== Segment start ==

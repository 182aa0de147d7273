fn main() {
    // Export ESP-IDF link arguments when building for the device target.
    // Host builds (unit/integration tests) skip the embuild hook entirely.
    #[cfg(feature = "espidf")]
    embuild::espidf::sysenv::output();
}
//! One-shot hardware peripheral initialization.
//!
//! Configures the twelve opto-input GPIOs and the LEDC timer/channels
//! for the RGB status LED using raw ESP-IDF sys calls.  Called once from
//! `main()` before the control loop starts.  The I2C master for the
//! relay expanders is constructed separately in `main()` via
//! `esp-idf-hal` and handed to the board adapter.

#[cfg(target_os = "espidf")]
use esp_idf_svc::sys::*;

#[cfg(target_os = "espidf")]
use log::info;

use crate::pins;

// ── Error type ────────────────────────────────────────────────

/// Errors during one-shot peripheral initialization.
#[derive(Debug, Clone, Copy, PartialEq, Eq)]
pub enum HwInitError {
    GpioConfigFailed(i32),
    LedcInitFailed,
}

impl core::fmt::Display for HwInitError {
    fn fmt(&self, f: &mut core::fmt::Formatter<'_>) -> core::fmt::Result {
        match self {
            Self::GpioConfigFailed(rc) => write!(f, "GPIO config failed (rc={})", rc),
            Self::LedcInitFailed => write!(f, "LEDC timer/channel config failed"),
        }
    }
}

// ── LEDC channel assignments ──────────────────────────────────

pub const LEDC_CH_LED_R: u32 = 0;
pub const LEDC_CH_LED_G: u32 = 1;
pub const LEDC_CH_LED_B: u32 = 2;

#[cfg(target_os = "espidf")]
pub fn init_peripherals() -> Result<(), HwInitError> {
    // SAFETY: Called once from main() before the control loop; single-threaded.
    unsafe {
        init_gpio_inputs()?;
        init_ledc()?;
    }
    info!("hw_init: all peripherals configured");
    Ok(())
}

#[cfg(not(target_os = "espidf"))]
pub fn init_peripherals() -> Result<(), HwInitError> {
    log::info!("hw_init(sim): peripheral init skipped");
    Ok(())
}

// ── GPIO inputs ───────────────────────────────────────────────

#[cfg(target_os = "espidf")]
unsafe fn init_gpio_inputs() -> Result<(), HwInitError> {
    let mut pin_mask: u64 = 0;
    for gpio in pins::INPUT_GPIOS {
        pin_mask |= 1u64 << gpio;
    }

    let cfg = gpio_config_t {
        pin_bit_mask: pin_mask,
        mode: gpio_mode_t_GPIO_MODE_INPUT,
        // Opto-coupler outputs are push-pull; no internal pulls needed.
        pull_up_en: gpio_pullup_t_GPIO_PULLUP_DISABLE,
        pull_down_en: gpio_pulldown_t_GPIO_PULLDOWN_DISABLE,
        intr_type: gpio_int_type_t_GPIO_INTR_DISABLE,
        ..Default::default()
    };
    let ret = unsafe { gpio_config(&cfg) };
    if ret != ESP_OK as i32 {
        return Err(HwInitError::GpioConfigFailed(ret));
    }
    info!("hw_init: {} input GPIOs configured", pins::INPUT_GPIOS.len());
    Ok(())
}

/// Read one raw input level.  Main-loop context only.
#[cfg(target_os = "espidf")]
pub fn gpio_read(pin: i32) -> bool {
    unsafe { gpio_get_level(pin) != 0 }
}

#[cfg(not(target_os = "espidf"))]
pub fn gpio_read(_pin: i32) -> bool {
    false
}

// ── LEDC (RGB status LED) ─────────────────────────────────────

#[cfg(target_os = "espidf")]
unsafe fn init_ledc() -> Result<(), HwInitError> {
    let timer_cfg = ledc_timer_config_t {
        speed_mode: ledc_mode_t_LEDC_LOW_SPEED_MODE,
        duty_resolution: pins::PWM_RESOLUTION_BITS,
        timer_num: ledc_timer_t_LEDC_TIMER_0,
        freq_hz: pins::LED_PWM_FREQ_HZ,
        clk_cfg: ledc_clk_cfg_t_LEDC_AUTO_CLK,
        ..Default::default()
    };
    if unsafe { ledc_timer_config(&timer_cfg) } != ESP_OK as i32 {
        return Err(HwInitError::LedcInitFailed);
    }

    let led_channels = [
        (LEDC_CH_LED_R, pins::LED_R_GPIO),
        (LEDC_CH_LED_G, pins::LED_G_GPIO),
        (LEDC_CH_LED_B, pins::LED_B_GPIO),
    ];
    for (channel, gpio) in led_channels {
        let ch_cfg = ledc_channel_config_t {
            gpio_num: gpio,
            speed_mode: ledc_mode_t_LEDC_LOW_SPEED_MODE,
            channel,
            intr_type: ledc_intr_type_t_LEDC_INTR_DISABLE,
            timer_sel: ledc_timer_t_LEDC_TIMER_0,
            duty: 0,
            hpoint: 0,
            ..Default::default()
        };
        if unsafe { ledc_channel_config(&ch_cfg) } != ESP_OK as i32 {
            return Err(HwInitError::LedcInitFailed);
        }
    }
    info!("hw_init: LEDC configured (R/G/B on CH0-2)");
    Ok(())
}

/// Set one LEDC channel's 8-bit duty.  Main-loop context only.
#[cfg(target_os = "espidf")]
pub fn ledc_set(channel: u32, duty: u8) {
    unsafe {
        ledc_set_duty(ledc_mode_t_LEDC_LOW_SPEED_MODE, channel, u32::from(duty));
        ledc_update_duty(ledc_mode_t_LEDC_LOW_SPEED_MODE, channel);
    }
}

#[cfg(not(target_os = "espidf"))]
pub fn ledc_set(_channel: u32, _duty: u8) {}

// ── Blocking pulse delay ──────────────────────────────────────

/// Block for the relay coil pulse width.  On target this parks the main
/// task in FreeRTOS; the simulation backend returns immediately instead
/// of sleeping through the coil hold time.
#[cfg(target_os = "espidf")]
pub fn pulse_delay_ms(ms: u16) {
    esp_idf_hal::delay::FreeRtos::delay_ms(u32::from(ms));
}

#[cfg(not(target_os = "espidf"))]
pub fn pulse_delay_ms(_ms: u16) {}
impl BoardService {
    /// Construct from persisted configuration.  Runtime state starts
    /// zeroed; call [`startup_reset`](Self::startup_reset) before the
    /// first tick to force the physical relays into agreement.
    pub fn new(config: &BoardConfig) -> Self {
        Self {
            store: ChannelStore::from_config(config),
            indicator: IndicatorMachine::new(),
            tick_interval_ms: config.tick_interval_ms,
            network_connected: false,
            time_synced: false,
            observers: 0,
        }
    }

    // ── Relay driver ──────────────────────────────────────────

    /// Drive one relay to `on` with a momentary coil pulse.
    ///
    /// Out-of-range `ch` is a silent no-op (`Ok(false)`), matching the
    /// permissive command policy.  An unreachable expander chip returns
    /// [`DriverError::ExpanderUnavailable`] and leaves the commanded
    /// state untouched — the driver never claims a change that did not
    /// reach the hardware.  On success returns whether the logical state
    /// flipped; re-commanding the current state still pulses the coil
    /// and, when on, restarts the auto-off clock.
    pub fn set_relay(
        &mut self,
        hw: &mut impl ExpanderPort,
        clock: &impl ClockPort,
        ch: usize,
        on: bool,
    ) -> Result<bool> {
        let Some(lines) = RELAY_LINES.get(ch) else {
            return Ok(false);
        };

        if !hw.is_reachable(lines.chip) {
            warn!("relay {}: expander #{} not ready", ch + 1, lines.chip + 1);
            self.refresh_indicator(hw, clock);
            return Err(DriverError::ExpanderUnavailable { chip: lines.chip }.into());
        }

        // Bistable latch: power only flows while changing state.  The
        // pulse blocks the tick for its duration by design; it is never
        // queued, coalesced, or cancelled.
        let line = if on { lines.set_line } else { lines.reset_line };
        hw.write_line(lines.chip, line, true)?;
        hw_init::pulse_delay_ms(RELAY_PULSE_MS);
        hw.write_line(lines.chip, line, false)?;

        let changed = self.store.record_relay(ch, on, clock.uptime_ms());
        info!("relay {}: {}", ch + 1, if on { "ON" } else { "OFF" });

        self.refresh_indicator(hw, clock);
        Ok(changed)
    }

    /// Flip one relay.
    pub fn toggle_relay(
        &mut self,
        hw: &mut impl ExpanderPort,
        clock: &impl ClockPort,
        ch: usize,
    ) -> Result<bool> {
        let desired = !self.store.relay_on(ch);
        self.set_relay(hw, clock, ch, desired)
    }

    /// Force every relay's RESET coil once at boot.  All reset lines are
    /// raised together, held for one pulse width, then dropped — a bulk
    /// reset over parallel lines instead of twelve serial pulses.
    pub fn startup_reset(&mut self, hw: &mut impl ExpanderPort) {
        for lines in &RELAY_LINES {
            if hw.is_reachable(lines.chip) {
                if let Err(e) = hw.write_line(lines.chip, lines.reset_line, true) {
                    warn!("startup reset: {}", e);
                }
            }
        }
        hw_init::pulse_delay_ms(RELAY_PULSE_MS);
        for lines in &RELAY_LINES {
            if hw.is_reachable(lines.chip) {
                if let Err(e) = hw.write_line(lines.chip, lines.reset_line, false) {
                    warn!("startup reset: {}", e);
                }
            }
        }
        info!("all relays reset");
    }

    // ── Per-tick orchestration ────────────────────────────────

    /// Run one cooperative tick: observer cleanup → indicator render →
    /// input scan (may toggle relays) → auto-off sweep (may turn relays
    /// off) → broadcast, but only if something observable changed.
    pub fn tick(
        &mut self,
        hw: &mut (impl ExpanderPort + InputPort + StatusLedPort),
        clock: &impl ClockPort,
        sink: &mut impl BroadcastSink,
    ) {
        sink.cleanup();

        let (r, g, b) = self.indicator.render(clock.uptime_ms());
        hw.set_rgb(r, g, b);

        let mut changed = self.scan_inputs(hw, clock);
        changed |= self.sweep_auto_off(hw, clock);

        if changed {
            self.broadcast(hw, clock, sink);
        }
    }

    /// Sample all inputs and act on edges.  Rising edge: record the
    /// level and toggle the mapped relay (impulse-switch semantics).
    /// Falling edge: record only.  `input_raw_prev` is updated
    /// unconditionally — this is sampling, not event capture, and edges
    /// faster than the tick period are lost by design.
    fn scan_inputs(
        &mut self,
        hw: &mut (impl ExpanderPort + InputPort),
        clock: &impl ClockPort,
    ) -> bool {
        let levels = hw.sample_inputs();
        let mut changed = false;

        for ch in 0..NUM_CHANNELS {
            let current = levels[ch];
            let Some(slot) = self.store.get_mut(ch) else {
                continue;
            };
            let prev = slot.input_raw_prev;
            slot.input_raw_prev = current;

            if current && !prev {
                slot.input_raw = true;
                changed = true;
                debug!("input {}: rising edge", ch + 1);
                let mapping = slot.input_mapping;
                if let Some(out) = mapping {
                    if (out as usize) < NUM_CHANNELS {
                        if let Err(e) = self.toggle_relay(hw, clock, out as usize) {
                            warn!("input {}: relay {} toggle failed: {}", ch + 1, out + 1, e);
                        }
                    }
                }
            } else if !current && prev {
                slot.input_raw = false;
                changed = true;
            }
        }
        changed
    }

    /// Turn off every relay whose auto-off deadline has elapsed.
    fn sweep_auto_off(&mut self, hw: &mut impl ExpanderPort, clock: &impl ClockPort) -> bool {
        let now_ms = clock.uptime_ms();
        let mut changed = false;

        for ch in 0..NUM_CHANNELS {
            let Some(slot) = self.store.get(ch) else {
                continue;
            };
            if !slot.relay_on || slot.auto_off_secs == 0 {
                continue;
            }
            let Some(since) = slot.relay_on_since_ms else {
                continue;
            };
            let total_ms = u64::from(slot.auto_off_secs) * 1000;
            if now_ms.saturating_sub(since) >= total_ms {
                info!("auto-off: relay {} after {} s", ch + 1, slot.auto_off_secs);
                match self.set_relay(hw, clock, ch, false) {
                    Ok(_) => changed = true,
                    Err(e) => warn!("auto-off relay {}: {}", ch + 1, e),
                }
            }
        }
        changed
    }

    // ── Command dispatch ──────────────────────────────────────

    /// Dispatch one decoded observer command.
    ///
    /// Invalid channel indices are permissive no-ops.  Every non-terminal
    /// command — including provable no-ops — ends with a full-state
    /// broadcast as acknowledgment.  The credentials command is terminal:
    /// it persists, flags the restart, and skips the acknowledgment
    /// (the restart preempts it).
    pub fn handle_command(
        &mut self,
        cmd: Command,
        hw: &mut impl ExpanderPort,
        clock: &impl ClockPort,
        sink: &mut impl BroadcastSink,
        persist: &mut impl PersistencePort,
    ) -> CommandOutcome {
        let mut mutated = false;
        let mut restart = false;

        match cmd {
            Command::Toggle { ch } => {
                mutated = self
                    .toggle_relay(hw, clock, ch as usize)
                    .unwrap_or_else(|e| {
                        warn!("toggle relay {}: {}", ch + 1, e);
                        false
                    });
            }

            Command::Set { ch, val } => {
                mutated = self
                    .set_relay(hw, clock, ch as usize, val)
                    .unwrap_or_else(|e| {
                        warn!("set relay {}: {}", ch + 1, e);
                        false
                    });
            }

            Command::Map { input, output } => {
                let output_valid = (-1..NUM_CHANNELS as i16).contains(&output);
                if (input as usize) < NUM_CHANNELS && output_valid {
                    let mapping = u8::try_from(output).ok();
                    self.store.set_mapping(input as usize, mapping);
                    match mapping {
                        Some(out) => info!("mapping: input {} -> relay {}", input + 1, out + 1),
                        None => info!("mapping: input {} cleared", input + 1),
                    }
                    self.persist(persist);
                    mutated = true;
                }
            }

            Command::Timer { ch, secs } => {
                if (ch as usize) < NUM_CHANNELS {
                    self.store.set_auto_off(ch as usize, secs);
                    info!("auto-off relay {}: {} s", ch + 1, secs);
                    self.persist(persist);
                    mutated = true;
                }
            }

            Command::Alloff => {
                info!("all relays off");
                for ch in 0..NUM_CHANNELS {
                    if self.store.relay_on(ch) {
                        match self.set_relay(hw, clock, ch, false) {
                            Ok(c) => mutated |= c,
                            Err(e) => warn!("all-off relay {}: {}", ch + 1, e),
                        }
                    }
                }
            }

            Command::Wifi { ssid, pass } => {
                info!("station credentials updated: '{}'", ssid);
                if let Err(e) = persist.save_credentials(&ssid, &pass) {
                    warn!("credential save failed: {}", e);
                }
                self.indicator
                    .set_state(IndicatorState::Booting, clock.uptime_ms());
                mutated = true;
                restart = true;
            }
        }

        if !restart {
            self.broadcast(hw, clock, sink);
        }

        CommandOutcome {
            mutated,
            restart_requested: restart,
        }
    }

    // ── Collaborator signal hooks ─────────────────────────────

    /// Observer attach/detach notification from the hub.
    pub fn on_observer_count(
        &mut self,
        count: usize,
        hw: &impl ExpanderPort,
        clock: &impl ClockPort,
    ) {
        if count != self.observers {
            self.observers = count;
            self.refresh_indicator(hw, clock);
        }
    }

    /// Uplink connectivity change from the provisioning layer.
    pub fn on_network_status(
        &mut self,
        connected: bool,
        hw: &impl ExpanderPort,
        clock: &impl ClockPort,
    ) {
        if connected != self.network_connected {
            self.network_connected = connected;
            self.refresh_indicator(hw, clock);
        }
    }

    /// First successful SNTP sync.
    pub fn on_time_synced(&mut self, hw: &impl ExpanderPort, clock: &impl ClockPort) {
        if !self.time_synced {
            self.time_synced = true;
            info!("wall clock synchronized");
            self.refresh_indicator(hw, clock);
        }
    }

    /// Explicitly park the indicator in a transitional state (Booting,
    /// Connecting, ConfigError, Maintenance).  It stays there until the
    /// next trigger event re-evaluates the priority list.
    pub fn set_indicator(&mut self, state: IndicatorState, clock: &impl ClockPort) {
        self.indicator.set_state(state, clock.uptime_ms());
    }

    /// Leave any transitional state and re-run the priority list now.
    /// Called once at the end of boot, after provisioning settles.
    pub fn refresh_status(&mut self, hw: &impl ExpanderPort, clock: &impl ClockPort) {
        self.refresh_indicator(hw, clock);
    }

    // ── Queries ───────────────────────────────────────────────

    pub fn store(&self) -> &ChannelStore {
        &self.store
    }

    pub fn indicator_state(&self) -> IndicatorState {
        self.indicator.state()
    }

    /// Capture the current observable state for broadcast.
    pub fn snapshot(&self, hw: &impl ExpanderPort, clock: &impl ClockPort) -> StateSnapshot {
        StateSnapshot::capture(
            &self.store,
            [hw.is_reachable(0), hw.is_reachable(1)],
            clock,
        )
    }

    // ── Internal ──────────────────────────────────────────────

    fn broadcast(
        &self,
        hw: &impl ExpanderPort,
        clock: &impl ClockPort,
        sink: &mut impl BroadcastSink,
    ) {
        let snap = self.snapshot(hw, clock);
        sink.broadcast(&snap);
    }

    /// Re-run the priority list against fresh signals.  Called on relay
    /// changes, observer attach/detach, connectivity and time-sync
    /// transitions — not every tick, so explicitly parked states persist.
    fn refresh_indicator(&mut self, hw: &impl ExpanderPort, clock: &impl ClockPort) {
        let signals = StatusSignals {
            hardware_ok: hw.is_reachable(0) || hw.is_reachable(1),
            any_relay_on: self.store.any_relay_on(),
            observers: self.observers,
            network_connected: self.network_connected,
            time_synced: self.time_synced,
        };
        self.indicator.set_state(evaluate(&signals), clock.uptime_ms());
    }

    fn persist(&self, persist: &mut impl PersistencePort) {
        let cfg = self.store.to_config(self.tick_interval_ms);
        if let Err(e) = persist.save(&cfg) {
            warn!("config save failed: {}", e);
        }
    }
}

== Segment end ==

What is expected →
Write out exactly the lines that fall from the line with "return Ok(false);" to the line with "hw.write_line(lines.chip, line, true)?;" in the records above, keeping both ends.

Solution for this task →
            return Ok(false);
        };

        if !hw.is_reachable(lines.chip) {
            warn!("relay {}: expander #{} not ready", ch + 1, lines.chip + 1);
            self.refresh_indicator(hw, clock);
            return Err(DriverError::ExpanderUnavailable { chip: lines.chip }.into());
        }

        // Bistable latch: power only flows while changing state.  The
        // pulse blocks the tick for its duration by design; it is never
        // queued, coalesced, or cancelled.
        let line = if on { lines.set_line } else { lines.reset_line };
        hw.write_line(lines.chip, line, true)?;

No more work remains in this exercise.